### WHAT YOU SHOULD DO
Give back an exact copy of the lines in the records below, from the line that has "let report = match" through the line that has "if let Some(exporter)", and nothing besides.

(RECORDS FOR PROCESSING)

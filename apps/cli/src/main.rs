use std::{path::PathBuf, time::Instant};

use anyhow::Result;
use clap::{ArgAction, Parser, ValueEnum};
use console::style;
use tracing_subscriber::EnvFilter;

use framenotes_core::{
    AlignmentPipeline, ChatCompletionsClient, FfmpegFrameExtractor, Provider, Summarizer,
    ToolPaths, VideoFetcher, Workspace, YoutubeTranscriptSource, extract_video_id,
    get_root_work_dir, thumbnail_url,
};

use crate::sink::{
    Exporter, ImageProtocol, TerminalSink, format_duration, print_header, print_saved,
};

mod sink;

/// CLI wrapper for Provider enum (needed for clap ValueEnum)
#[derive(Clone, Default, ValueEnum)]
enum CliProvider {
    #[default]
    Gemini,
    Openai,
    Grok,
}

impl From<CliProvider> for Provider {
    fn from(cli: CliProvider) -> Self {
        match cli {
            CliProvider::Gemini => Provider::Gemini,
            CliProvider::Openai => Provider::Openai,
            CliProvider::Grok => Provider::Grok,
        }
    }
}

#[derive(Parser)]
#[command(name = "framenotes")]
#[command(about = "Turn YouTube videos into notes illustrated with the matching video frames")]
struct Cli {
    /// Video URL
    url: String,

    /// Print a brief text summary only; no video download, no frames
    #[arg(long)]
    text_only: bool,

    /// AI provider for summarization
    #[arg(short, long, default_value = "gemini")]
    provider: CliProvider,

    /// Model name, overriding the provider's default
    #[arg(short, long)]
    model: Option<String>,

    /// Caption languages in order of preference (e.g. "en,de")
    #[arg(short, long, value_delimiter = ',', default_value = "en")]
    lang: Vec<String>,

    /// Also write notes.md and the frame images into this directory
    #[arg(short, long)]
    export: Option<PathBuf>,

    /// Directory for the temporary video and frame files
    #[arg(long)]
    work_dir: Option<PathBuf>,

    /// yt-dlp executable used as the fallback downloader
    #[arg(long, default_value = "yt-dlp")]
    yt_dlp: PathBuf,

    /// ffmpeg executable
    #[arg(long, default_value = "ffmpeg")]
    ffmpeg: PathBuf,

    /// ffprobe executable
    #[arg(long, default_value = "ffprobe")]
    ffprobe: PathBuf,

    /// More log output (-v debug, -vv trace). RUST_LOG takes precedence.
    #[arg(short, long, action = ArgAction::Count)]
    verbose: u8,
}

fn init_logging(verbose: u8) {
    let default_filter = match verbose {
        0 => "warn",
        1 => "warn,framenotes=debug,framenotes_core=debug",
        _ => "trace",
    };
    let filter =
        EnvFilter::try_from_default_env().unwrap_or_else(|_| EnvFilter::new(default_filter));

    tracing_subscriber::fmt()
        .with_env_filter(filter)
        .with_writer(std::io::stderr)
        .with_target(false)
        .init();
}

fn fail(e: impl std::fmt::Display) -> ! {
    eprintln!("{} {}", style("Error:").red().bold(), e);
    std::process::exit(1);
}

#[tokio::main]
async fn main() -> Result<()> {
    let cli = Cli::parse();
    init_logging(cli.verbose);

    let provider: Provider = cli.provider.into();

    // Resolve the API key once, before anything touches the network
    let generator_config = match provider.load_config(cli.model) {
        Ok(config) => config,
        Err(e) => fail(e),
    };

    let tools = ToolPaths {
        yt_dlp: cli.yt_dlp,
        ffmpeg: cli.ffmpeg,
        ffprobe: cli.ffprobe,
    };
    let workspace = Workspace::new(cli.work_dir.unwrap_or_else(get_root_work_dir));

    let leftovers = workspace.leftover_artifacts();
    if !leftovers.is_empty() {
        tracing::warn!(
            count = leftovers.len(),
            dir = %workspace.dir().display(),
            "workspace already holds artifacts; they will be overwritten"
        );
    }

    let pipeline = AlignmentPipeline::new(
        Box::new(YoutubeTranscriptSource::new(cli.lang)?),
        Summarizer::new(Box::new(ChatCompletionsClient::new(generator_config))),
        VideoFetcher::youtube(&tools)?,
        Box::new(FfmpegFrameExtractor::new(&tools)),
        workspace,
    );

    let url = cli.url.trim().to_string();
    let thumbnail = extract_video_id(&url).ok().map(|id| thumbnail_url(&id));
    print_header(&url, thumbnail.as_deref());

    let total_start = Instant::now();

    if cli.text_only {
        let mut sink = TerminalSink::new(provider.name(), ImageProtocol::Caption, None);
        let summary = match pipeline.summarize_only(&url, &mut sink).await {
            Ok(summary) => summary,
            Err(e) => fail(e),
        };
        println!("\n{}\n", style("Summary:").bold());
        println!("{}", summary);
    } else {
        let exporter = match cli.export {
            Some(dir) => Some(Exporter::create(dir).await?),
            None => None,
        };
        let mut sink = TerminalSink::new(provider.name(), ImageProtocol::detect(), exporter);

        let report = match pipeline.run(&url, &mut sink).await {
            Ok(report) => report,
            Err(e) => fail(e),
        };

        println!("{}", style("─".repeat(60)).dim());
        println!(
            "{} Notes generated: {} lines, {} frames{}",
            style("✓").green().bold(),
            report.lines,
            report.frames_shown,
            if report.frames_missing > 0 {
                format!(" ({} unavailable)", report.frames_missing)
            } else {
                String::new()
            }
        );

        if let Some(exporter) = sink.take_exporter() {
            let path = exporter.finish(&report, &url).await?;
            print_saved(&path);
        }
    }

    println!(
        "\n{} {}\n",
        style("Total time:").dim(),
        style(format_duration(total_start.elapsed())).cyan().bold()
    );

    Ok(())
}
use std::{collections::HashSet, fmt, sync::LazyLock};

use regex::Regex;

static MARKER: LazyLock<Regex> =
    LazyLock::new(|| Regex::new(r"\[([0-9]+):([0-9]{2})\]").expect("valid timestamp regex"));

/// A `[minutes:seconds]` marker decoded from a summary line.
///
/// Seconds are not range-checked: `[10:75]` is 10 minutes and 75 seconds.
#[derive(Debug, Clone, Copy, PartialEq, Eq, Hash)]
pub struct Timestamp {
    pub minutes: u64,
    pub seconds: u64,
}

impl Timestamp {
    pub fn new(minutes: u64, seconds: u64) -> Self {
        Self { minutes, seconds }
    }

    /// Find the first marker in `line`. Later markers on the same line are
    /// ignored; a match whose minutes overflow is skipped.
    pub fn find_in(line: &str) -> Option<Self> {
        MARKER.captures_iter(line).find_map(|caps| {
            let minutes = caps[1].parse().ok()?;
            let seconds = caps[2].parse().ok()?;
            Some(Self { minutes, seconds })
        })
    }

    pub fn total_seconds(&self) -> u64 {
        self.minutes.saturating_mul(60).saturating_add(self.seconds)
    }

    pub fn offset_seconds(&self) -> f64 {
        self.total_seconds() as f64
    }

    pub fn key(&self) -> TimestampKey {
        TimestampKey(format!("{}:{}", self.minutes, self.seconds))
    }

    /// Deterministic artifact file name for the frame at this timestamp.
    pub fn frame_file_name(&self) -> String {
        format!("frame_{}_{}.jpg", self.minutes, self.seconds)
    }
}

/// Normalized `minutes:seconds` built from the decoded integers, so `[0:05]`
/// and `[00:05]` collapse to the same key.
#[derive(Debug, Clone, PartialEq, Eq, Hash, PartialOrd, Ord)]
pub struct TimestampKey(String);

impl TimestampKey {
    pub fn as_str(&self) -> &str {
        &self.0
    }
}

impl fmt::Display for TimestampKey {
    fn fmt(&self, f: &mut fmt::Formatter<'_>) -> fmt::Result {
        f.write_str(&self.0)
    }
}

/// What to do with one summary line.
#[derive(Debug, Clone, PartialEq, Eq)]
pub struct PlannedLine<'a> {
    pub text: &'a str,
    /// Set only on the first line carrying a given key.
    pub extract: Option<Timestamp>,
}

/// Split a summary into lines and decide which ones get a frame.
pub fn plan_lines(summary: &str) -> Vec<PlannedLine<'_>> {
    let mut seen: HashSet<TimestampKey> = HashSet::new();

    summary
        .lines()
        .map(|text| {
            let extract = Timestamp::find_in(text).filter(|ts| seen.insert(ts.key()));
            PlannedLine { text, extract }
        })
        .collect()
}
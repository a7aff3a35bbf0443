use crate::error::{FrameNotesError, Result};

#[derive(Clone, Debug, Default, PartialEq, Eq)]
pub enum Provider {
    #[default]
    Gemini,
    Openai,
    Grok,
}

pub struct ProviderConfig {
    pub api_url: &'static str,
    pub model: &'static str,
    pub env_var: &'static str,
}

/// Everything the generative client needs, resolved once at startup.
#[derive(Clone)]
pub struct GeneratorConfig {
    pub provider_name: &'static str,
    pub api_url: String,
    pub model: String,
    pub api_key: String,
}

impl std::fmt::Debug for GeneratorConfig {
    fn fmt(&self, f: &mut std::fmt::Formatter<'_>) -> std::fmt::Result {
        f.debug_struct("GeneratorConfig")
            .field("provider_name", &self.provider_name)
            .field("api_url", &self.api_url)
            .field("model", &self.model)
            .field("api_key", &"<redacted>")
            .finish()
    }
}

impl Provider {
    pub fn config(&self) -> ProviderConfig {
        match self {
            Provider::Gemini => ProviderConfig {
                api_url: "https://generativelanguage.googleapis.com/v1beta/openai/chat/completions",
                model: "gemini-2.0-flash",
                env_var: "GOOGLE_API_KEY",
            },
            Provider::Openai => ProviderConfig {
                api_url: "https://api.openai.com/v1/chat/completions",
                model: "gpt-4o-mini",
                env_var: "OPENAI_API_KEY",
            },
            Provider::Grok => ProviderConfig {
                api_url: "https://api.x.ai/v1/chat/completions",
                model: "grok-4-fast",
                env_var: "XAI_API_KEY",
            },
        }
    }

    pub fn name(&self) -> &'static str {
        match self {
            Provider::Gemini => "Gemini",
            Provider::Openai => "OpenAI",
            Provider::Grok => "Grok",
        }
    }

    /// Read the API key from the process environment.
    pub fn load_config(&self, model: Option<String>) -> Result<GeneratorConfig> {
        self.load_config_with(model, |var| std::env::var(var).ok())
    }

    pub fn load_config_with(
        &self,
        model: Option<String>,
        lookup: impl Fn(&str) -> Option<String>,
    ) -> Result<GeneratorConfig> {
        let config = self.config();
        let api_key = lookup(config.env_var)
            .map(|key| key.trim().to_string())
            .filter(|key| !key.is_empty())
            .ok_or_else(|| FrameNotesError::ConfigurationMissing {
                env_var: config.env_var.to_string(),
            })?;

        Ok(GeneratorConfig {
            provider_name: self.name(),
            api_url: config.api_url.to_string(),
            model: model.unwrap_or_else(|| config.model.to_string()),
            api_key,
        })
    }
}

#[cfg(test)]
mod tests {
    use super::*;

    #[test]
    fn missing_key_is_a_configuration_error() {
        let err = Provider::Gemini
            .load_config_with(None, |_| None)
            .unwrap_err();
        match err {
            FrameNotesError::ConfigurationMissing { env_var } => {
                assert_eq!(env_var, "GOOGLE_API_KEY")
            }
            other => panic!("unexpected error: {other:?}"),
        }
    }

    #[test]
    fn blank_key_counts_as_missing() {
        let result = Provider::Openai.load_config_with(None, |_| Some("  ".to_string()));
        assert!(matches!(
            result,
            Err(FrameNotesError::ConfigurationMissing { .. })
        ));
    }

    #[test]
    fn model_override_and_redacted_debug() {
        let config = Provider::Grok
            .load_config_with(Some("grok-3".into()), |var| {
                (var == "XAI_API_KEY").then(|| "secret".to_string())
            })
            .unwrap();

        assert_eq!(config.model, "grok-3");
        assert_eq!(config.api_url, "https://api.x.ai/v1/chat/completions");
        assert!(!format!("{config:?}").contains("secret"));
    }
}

(End RECORDS FOR PROCESSING)

### ANSWER TO THIS TASK
        let report = match pipeline.run(&url, &mut sink).await {
            Ok(report) => report,
            Err(e) => fail(e),
        };

        println!("{}", style("─".repeat(60)).dim());
        println!(
            "{} Notes generated: {} lines, {} frames{}",
            style("✓").green().bold(),
            report.lines,
            report.frames_shown,
            if report.frames_missing > 0 {
                format!(" ({} unavailable)", report.frames_missing)
            } else {
                String::new()
            }
        );

        if let Some(exporter) = sink.take_exporter() {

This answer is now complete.